[Stored items]
- - - - -

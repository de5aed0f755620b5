//! Clear animation: shrink every segment toward its midpoint, then empty the scene.
//!
//! A run has two clocks. A repeating tick (every [`ClearConfig::tick_ms`])
//! shrinks the segments and repaints. A deadline (after
//! [`ClearConfig::duration_ms`]) empties the scene and ends the run with one
//! last repaint, whether or not the segments have collapsed. Both are
//! modeled by one [`ClearAnimator`] with an explicit phase, so a second start
//! request during a run is refused instead of stacking timers.
//!
//! [`ClearAnimator::advance`] drives [`ClearAnimator::tick`] and
//! [`ClearAnimator::finish`] from a caller-supplied clock. The browser engine
//! advances it by one tick interval per firing of its repeating timer, so a
//! real run and a simulated one execute the same ticks.
//!
//! Tick semantics worth knowing:
//!
//! - Each axis moves by `extent / shrink_divisor` per endpoint per tick.
//! - The first segment whose steps are both at most `collapse_threshold`
//!   stops the whole tick. Later segments are neither shrunk nor drawn for
//!   that tick.
//! - Markers are recomputed per tick from the shrunk segments, drawn once,
//!   and flushed; they never carry over to the next tick.

#[cfg(test)]
#[path = "clear_test.rs"]
mod clear_test;

use crate::config::{ClearConfig, Style};
use crate::geometry::{Segment, intersect};
use crate::render::{draw_marker, draw_segment, redraw};
use crate::scene::Scene;
use crate::surface::Surface;

/// Where the animator is in its lifecycle.
#[derive(Debug, Clone, Copy, PartialEq, Eq, Default)]
pub enum ClearPhase {
    /// No run in progress.
    #[default]
    Idle,
    /// A run is in progress.
    Running {
        /// Time elapsed since start, as reported to [`ClearAnimator::advance`].
        elapsed_ms: u32,
        /// Ticks executed so far.
        ticks: u32,
    },
}

/// What a single tick did.
#[derive(Debug, Clone, Copy, PartialEq, Eq, Default)]
pub struct TickReport {
    /// Segments shrunk and redrawn.
    pub shrunk: usize,
    /// Index of the collapsed segment that stopped the tick, if any.
    pub collapsed_at: Option<usize>,
    /// Markers drawn (and then flushed) at the end of the tick.
    pub markers: usize,
}

/// Result of [`ClearAnimator::advance`].
#[derive(Debug, Clone, Copy, PartialEq, Eq)]
pub enum ClearProgress {
    /// No run was in progress; nothing happened.
    Idle,
    /// The run continues.
    Running,
    /// The deadline passed during this call; the scene is empty.
    Finished,
}

/// Owns the phase of the clear animation.
#[derive(Debug, Clone)]
pub struct ClearAnimator {
    config: ClearConfig,
    phase: ClearPhase,
}

impl ClearAnimator {
    #[must_use]
    pub fn new(config: ClearConfig) -> Self {
        Self { config, phase: ClearPhase::Idle }
    }

    #[must_use]
    pub fn config(&self) -> &ClearConfig {
        &self.config
    }

    #[must_use]
    pub fn phase(&self) -> ClearPhase {
        self.phase
    }

    #[must_use]
    pub fn is_running(&self) -> bool {
        matches!(self.phase, ClearPhase::Running { .. })
    }

    /// Begin a run. Returns false, changing nothing, if one is already in progress.
    pub fn start(&mut self) -> bool {
        if self.is_running() {
            tracing::debug!("clear already running; ignoring start");
            return false;
        }
        tracing::info!(
            tick_ms = self.config.tick_ms,
            duration_ms = self.config.duration_ms,
            "clear animation started"
        );
        self.phase = ClearPhase::Running { elapsed_ms: 0, ticks: 0 };
        true
    }

    /// Run one shrink tick if a run is in progress.
    ///
    /// # Errors
    ///
    /// Returns the surface's error if drawing fails. The scene may then be
    /// partially shrunk for this tick.
    pub fn tick<S: Surface>(&mut self, scene: &mut Scene, style: &Style, surface: &mut S) -> Result<TickReport, S::Error> {
        let ClearPhase::Running { elapsed_ms, ticks } = self.phase else {
            return Ok(TickReport::default());
        };
        self.phase = ClearPhase::Running { elapsed_ms, ticks: ticks.saturating_add(1) };
        shrink_tick(scene, &self.config, style, surface)
    }

    /// End the run: empty the scene and repaint. Returns whether a run was in progress.
    ///
    /// The scene is emptied even when no run is active.
    ///
    /// # Errors
    ///
    /// Returns the surface's error if the final repaint fails. The scene is
    /// already empty and the animator idle by then.
    pub fn finish<S: Surface>(&mut self, scene: &mut Scene, style: &Style, surface: &mut S) -> Result<bool, S::Error> {
        let was_running = self.is_running();
        if let ClearPhase::Running { ticks, .. } = self.phase {
            tracing::info!(ticks, segments = scene.segment_count(), "clear animation finished");
        }
        self.phase = ClearPhase::Idle;
        scene.clear_all();
        redraw(scene, style, surface)?;
        Ok(was_running)
    }

    /// Advance the run's clock by `dt_ms`.
    ///
    /// Fires a tick at every multiple of the tick interval passed, strictly
    /// before the deadline; a tick due exactly at the deadline is superseded
    /// by [`ClearAnimator::finish`].
    ///
    /// # Errors
    ///
    /// Returns the surface's error if a tick or the final repaint fails.
    pub fn advance<S: Surface>(
        &mut self,
        dt_ms: u32,
        scene: &mut Scene,
        style: &Style,
        surface: &mut S,
    ) -> Result<ClearProgress, S::Error> {
        let ClearPhase::Running { elapsed_ms, .. } = self.phase else {
            return Ok(ClearProgress::Idle);
        };
        let tick_ms = self.config.tick_ms.max(1);
        let deadline = self.config.duration_ms;
        let target = elapsed_ms.saturating_add(dt_ms);

        let mut next_tick = (elapsed_ms / tick_ms + 1).saturating_mul(tick_ms);
        while next_tick <= target && next_tick < deadline {
            self.tick(scene, style, surface)?;
            next_tick = next_tick.saturating_add(tick_ms);
        }

        if target >= deadline {
            self.finish(scene, style, surface)?;
            return Ok(ClearProgress::Finished);
        }
        if let ClearPhase::Running { ticks, .. } = self.phase {
            self.phase = ClearPhase::Running { elapsed_ms: target, ticks };
        }
        Ok(ClearProgress::Running)
    }
}

/// One shrink pass over the scene.
///
/// Clears the surface, then for each segment in store order: shrink it, draw
/// it, store it, and append its intersections with every stored segment
/// (itself included). Stops at the first collapsed segment. Finally draws the
/// accumulated markers and flushes them from the scene.
///
/// # Errors
///
/// Returns the surface's error if any drawing call fails.
pub fn shrink_tick<S: Surface>(
    scene: &mut Scene,
    config: &ClearConfig,
    style: &Style,
    surface: &mut S,
) -> Result<TickReport, S::Error> {
    surface.clear()?;
    let mut report = TickReport::default();

    for i in 0..scene.segment_count() {
        let Some(&current) = scene.segments().get(i) else {
            break;
        };
        let Some(shrunk) = shrink_segment(&current, config) else {
            tracing::debug!(index = i, "collapsed segment stops clear tick");
            report.collapsed_at = Some(i);
            break;
        };

        draw_segment(&shrunk, style, surface)?;
        scene.replace_segment_at(i, shrunk);

        let hits: Vec<_> = scene
            .segments()
            .iter()
            .filter_map(|other| intersect(&shrunk, other))
            .collect();
        for hit in hits {
            scene.add_point(hit);
        }
        report.shrunk += 1;
    }

    for point in scene.points() {
        draw_marker(*point, style, surface)?;
    }
    report.markers = scene.point_count();
    scene.clear_points();
    Ok(report)
}

/// Move each endpoint of `segment` one step toward the other.
///
/// Returns `None` when both per-axis steps are at most the collapse threshold.
#[must_use]
pub fn shrink_segment(segment: &Segment, config: &ClearConfig) -> Option<Segment> {
    let dx = (segment.x1 - segment.x2).abs() / config.shrink_divisor;
    let dy = (segment.y1 - segment.y2).abs() / config.shrink_divisor;
    if dx <= config.collapse_threshold && dy <= config.collapse_threshold {
        return None;
    }

    Some(Segment {
        x1: step_toward(segment.x1, segment.x2, dx),
        y1: step_toward(segment.y1, segment.y2, dy),
        x2: step_toward(segment.x2, segment.x1, dx),
        y2: step_toward(segment.y2, segment.y1, dy),
    })
}

fn step_toward(from: f64, other: f64, step: f64) -> f64 {
    if from > other { from - step } else { from + step }
}
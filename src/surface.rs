//! Drawing surface abstraction.
//!
//! The engine only ever needs three primitives: wipe the surface, stroke a
//! straight segment, and draw a filled, outlined marker disc. [`Surface`]
//! captures exactly those so that the browser canvas
//! ([`crate::render::CanvasSurface`]) and the headless [`RecordingSurface`]
//! are interchangeable. Each implementation picks its own error type; the
//! renderer, the interaction handlers, and the clear animation all propagate
//! it with `?`.

#[cfg(test)]
#[path = "surface_test.rs"]
mod surface_test;

use std::convert::Infallible;

use crate::config::Style;
use crate::geometry::{Point, Segment};

/// An immediate-mode 2D drawing target.
pub trait Surface {
    /// Error produced by a failed drawing call.
    type Error;

    /// Clear the entire surface.
    ///
    /// # Errors
    ///
    /// Returns the surface's error if the backend rejects the call.
    fn clear(&mut self) -> Result<(), Self::Error>;

    /// Stroke a straight segment.
    ///
    /// # Errors
    ///
    /// Returns the surface's error if the backend rejects the call.
    fn stroke_segment(&mut self, segment: &Segment, style: &Style) -> Result<(), Self::Error>;

    /// Fill and outline a marker disc centered at `center`.
    ///
    /// # Errors
    ///
    /// Returns the surface's error if the backend rejects the call.
    fn fill_marker(&mut self, center: Point, style: &Style) -> Result<(), Self::Error>;
}

/// One primitive issued to a [`RecordingSurface`].
#[derive(Debug, Clone, Copy, PartialEq)]
pub enum DrawCall {
    Clear,
    Segment(Segment),
    Marker { center: Point, radius: f64 },
}

/// A surface that records every draw call instead of producing pixels.
#[derive(Debug, Clone, Default)]
pub struct RecordingSurface {
    calls: Vec<DrawCall>,
}

impl RecordingSurface {
    #[must_use]
    pub fn new() -> Self {
        Self::default()
    }

    /// Every call recorded so far, oldest first.
    #[must_use]
    pub fn calls(&self) -> &[DrawCall] {
        &self.calls
    }

    /// Calls issued after the most recent clear (the visible frame).
    #[must_use]
    pub fn frame(&self) -> &[DrawCall] {
        let start = self
            .calls
            .iter()
            .rposition(|c| matches!(c, DrawCall::Clear))
            .map_or(0, |i| i + 1);
        &self.calls[start..]
    }

    /// Segments stroked in the visible frame.
    #[must_use]
    pub fn frame_segments(&self) -> Vec<Segment> {
        self.frame()
            .iter()
            .filter_map(|c| match c {
                DrawCall::Segment(s) => Some(*s),
                _ => None,
            })
            .collect()
    }

    /// Marker centers drawn in the visible frame.
    #[must_use]
    pub fn frame_markers(&self) -> Vec<Point> {
        self.frame()
            .iter()
            .filter_map(|c| match c {
                DrawCall::Marker { center, .. } => Some(*center),
                _ => None,
            })
            .collect()
    }

    /// Drain and return the recorded calls.
    pub fn take_calls(&mut self) -> Vec<DrawCall> {
        std::mem::take(&mut self.calls)
    }
}

impl Surface for RecordingSurface {
    type Error = Infallible;

    fn clear(&mut self) -> Result<(), Infallible> {
        self.calls.push(DrawCall::Clear);
        Ok(())
    }

    fn stroke_segment(&mut self, segment: &Segment, _style: &Style) -> Result<(), Infallible> {
        self.calls.push(DrawCall::Segment(*segment));
        Ok(())
    }

    fn fill_marker(&mut self, center: Point, style: &Style) -> Result<(), Infallible> {
        self.calls.push(DrawCall::Marker { center, radius: style.marker_radius });
        Ok(())
    }
}
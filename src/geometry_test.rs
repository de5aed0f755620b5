#![allow(clippy::float_cmp)]

use super::*;

fn seg(x1: f64, y1: f64, x2: f64, y2: f64) -> Segment {
    Segment::new(x1, y1, x2, y2)
}

fn ua_ub(a: &Segment, b: &Segment) -> (f64, f64) {
    let d = (b.y2 - b.y1) * (a.x2 - a.x1) - (b.x2 - b.x1) * (a.y2 - a.y1);
    let ua = ((b.x2 - b.x1) * (a.y1 - b.y1) - (b.y2 - b.y1) * (a.x1 - b.x1)) / d;
    let ub = ((a.x2 - a.x1) * (a.y1 - b.y1) - (a.y2 - a.y1) * (a.x1 - b.x1)) / d;
    (ua, ub)
}

// --- Point / Segment ---

#[test]
fn point_new() {
    let p = Point::new(3.0, 4.0);
    assert_eq!(p.x, 3.0);
    assert_eq!(p.y, 4.0);
}

#[test]
fn segment_between_keeps_direction() {
    let s = Segment::between(Point::new(1.0, 2.0), Point::new(3.0, 4.0));
    assert_eq!(s, seg(1.0, 2.0, 3.0, 4.0));
    assert_eq!(s.start(), Point::new(1.0, 2.0));
    assert_eq!(s.end(), Point::new(3.0, 4.0));
}

#[test]
fn segment_serializes_with_endpoint_names() {
    let json = serde_json::to_value(seg(0.0, 1.0, 2.0, 3.0)).unwrap();
    assert_eq!(json, serde_json::json!({ "x1": 0.0, "y1": 1.0, "x2": 2.0, "y2": 3.0 }));
}

// --- intersect: hits ---

#[test]
fn crossing_diagonals_meet_in_the_middle() {
    let hit = intersect(&seg(0.0, 0.0, 10.0, 10.0), &seg(0.0, 10.0, 10.0, 0.0));
    assert_eq!(hit, Some(Point::new(5.0, 5.0)));
}

#[test]
fn plus_sign_crossing() {
    let hit = intersect(&seg(0.0, 5.0, 10.0, 5.0), &seg(3.0, 0.0, 3.0, 10.0));
    assert_eq!(hit, Some(Point::new(3.0, 5.0)));
}

#[test]
fn touching_at_endpoint_counts() {
    // ua = 1 and ub = 0 are inside the closed interval.
    let hit = intersect(&seg(0.0, 0.0, 10.0, 0.0), &seg(10.0, 0.0, 10.0, 10.0));
    assert_eq!(hit, Some(Point::new(10.0, 0.0)));
}

#[test]
fn t_junction_counts() {
    let hit = intersect(&seg(0.0, 0.0, 10.0, 0.0), &seg(4.0, 0.0, 4.0, 8.0));
    assert_eq!(hit, Some(Point::new(4.0, 0.0)));
}

#[test]
fn result_is_rounded_to_integers() {
    // Lines cross at (10/3, 10/3).
    let hit = intersect(&seg(0.0, 0.0, 10.0, 10.0), &seg(0.0, 5.0, 10.0, 0.0)).unwrap();
    assert_eq!(hit, Point::new(3.0, 3.0));
    assert_eq!(hit.x.fract(), 0.0);
    assert_eq!(hit.y.fract(), 0.0);
}

#[test]
fn halves_round_toward_positive_infinity() {
    // Crossing at (2.5, -2.5).
    let hit = intersect(&seg(0.0, 0.0, 5.0, -5.0), &seg(0.0, -5.0, 5.0, 0.0)).unwrap();
    assert_eq!(hit, Point::new(3.0, -2.0));
}

#[test]
fn fractional_endpoints_still_intersect() {
    let hit = intersect(&seg(0.5, 0.5, 9.5, 9.5), &seg(0.5, 9.5, 9.5, 0.5));
    assert_eq!(hit, Some(Point::new(5.0, 5.0)));
}

// --- intersect: misses ---

#[test]
fn parallel_horizontal_segments_never_intersect() {
    let a = seg(0.0, 0.0, 10.0, 0.0);
    let b = seg(0.0, 5.0, 10.0, 5.0);
    assert_eq!(intersect(&a, &b), None);
    assert_eq!(intersect(&b, &a), None);
}

#[test]
fn collinear_overlap_is_not_reported() {
    let a = seg(0.0, 0.0, 10.0, 10.0);
    let b = seg(5.0, 5.0, 15.0, 15.0);
    assert_eq!(intersect(&a, &b), None);
}

#[test]
fn identical_segments_are_not_reported() {
    let a = seg(1.0, 2.0, 30.0, 40.0);
    assert_eq!(intersect(&a, &a), None);
}

#[test]
fn zero_length_segment_never_intersects() {
    let dot = seg(5.0, 5.0, 5.0, 5.0);
    let line = seg(0.0, 0.0, 10.0, 10.0);
    assert_eq!(intersect(&dot, &line), None);
    assert_eq!(intersect(&line, &dot), None);
}

#[test]
fn lines_crossing_beyond_a_segment_end_miss() {
    // The infinite lines meet at (15, 15), past the end of `a`.
    let a = seg(0.0, 0.0, 10.0, 10.0);
    let b = seg(15.0, 0.0, 15.0, 30.0);
    assert_eq!(intersect(&a, &b), None);
}

#[test]
fn lines_crossing_before_b_starts_miss() {
    let a = seg(0.0, 5.0, 20.0, 5.0);
    let b = seg(10.0, 6.0, 10.0, 20.0);
    assert_eq!(intersect(&a, &b), None);
}

// --- properties ---

#[test]
fn hit_iff_parameters_in_unit_interval() {
    let a = seg(0.0, 0.0, 40.0, 10.0);
    let others = [
        seg(10.0, -10.0, 10.0, 30.0),
        seg(50.0, -10.0, 50.0, 30.0),
        seg(-5.0, 20.0, 30.0, -5.0),
        seg(20.0, 6.0, 20.0, 30.0),
        seg(35.0, 0.0, 45.0, 20.0),
    ];
    for b in &others {
        let (ua, ub) = ua_ub(&a, b);
        let inside = (0.0..=1.0).contains(&ua) && (0.0..=1.0).contains(&ub);
        assert_eq!(intersect(&a, b).is_some(), inside, "a={a:?} b={b:?} ua={ua} ub={ub}");
    }
}

#[test]
fn swapping_arguments_gives_the_same_point() {
    let pairs = [
        (seg(0.0, 0.0, 10.0, 10.0), seg(0.0, 10.0, 10.0, 0.0)),
        (seg(3.0, 7.0, 91.0, 44.0), seg(12.0, 80.0, 70.0, 2.0)),
        (seg(100.0, 0.0, 0.0, 100.0), seg(0.0, 20.0, 100.0, 30.0)),
    ];
    for (a, b) in &pairs {
        let ab = intersect(a, b).unwrap();
        let ba = intersect(b, a).unwrap();
        assert!((ab.x - ba.x).abs() <= 1.0, "{ab:?} vs {ba:?}");
        assert!((ab.y - ba.y).abs() <= 1.0, "{ab:?} vs {ba:?}");
    }
}

#[test]
fn round_half_up_matches_browser_rounding() {
    assert_eq!(round_half_up(2.5), 3.0);
    assert_eq!(round_half_up(-2.5), -2.0);
    assert_eq!(round_half_up(2.49), 2.0);
    assert_eq!(round_half_up(-0.2), 0.0);
}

- - - - -

[TRY IT] Word for word, restate the lines of the data above that fall between the line holding "pub fn start(&mut" and the line holding "0, ticks: 0", inclusive, and no other lines.

[RESPONSE AREA]
    pub fn start(&mut self) -> bool {
        if self.is_running() {
            tracing::debug!("clear already running; ignoring start");
            return false;
        }
        tracing::info!(
            tick_ms = self.config.tick_ms,
            duration_ms = self.config.duration_ms,
            "clear animation started"
        );
        self.phase = ClearPhase::Running { elapsed_ms: 0, ticks: 0 };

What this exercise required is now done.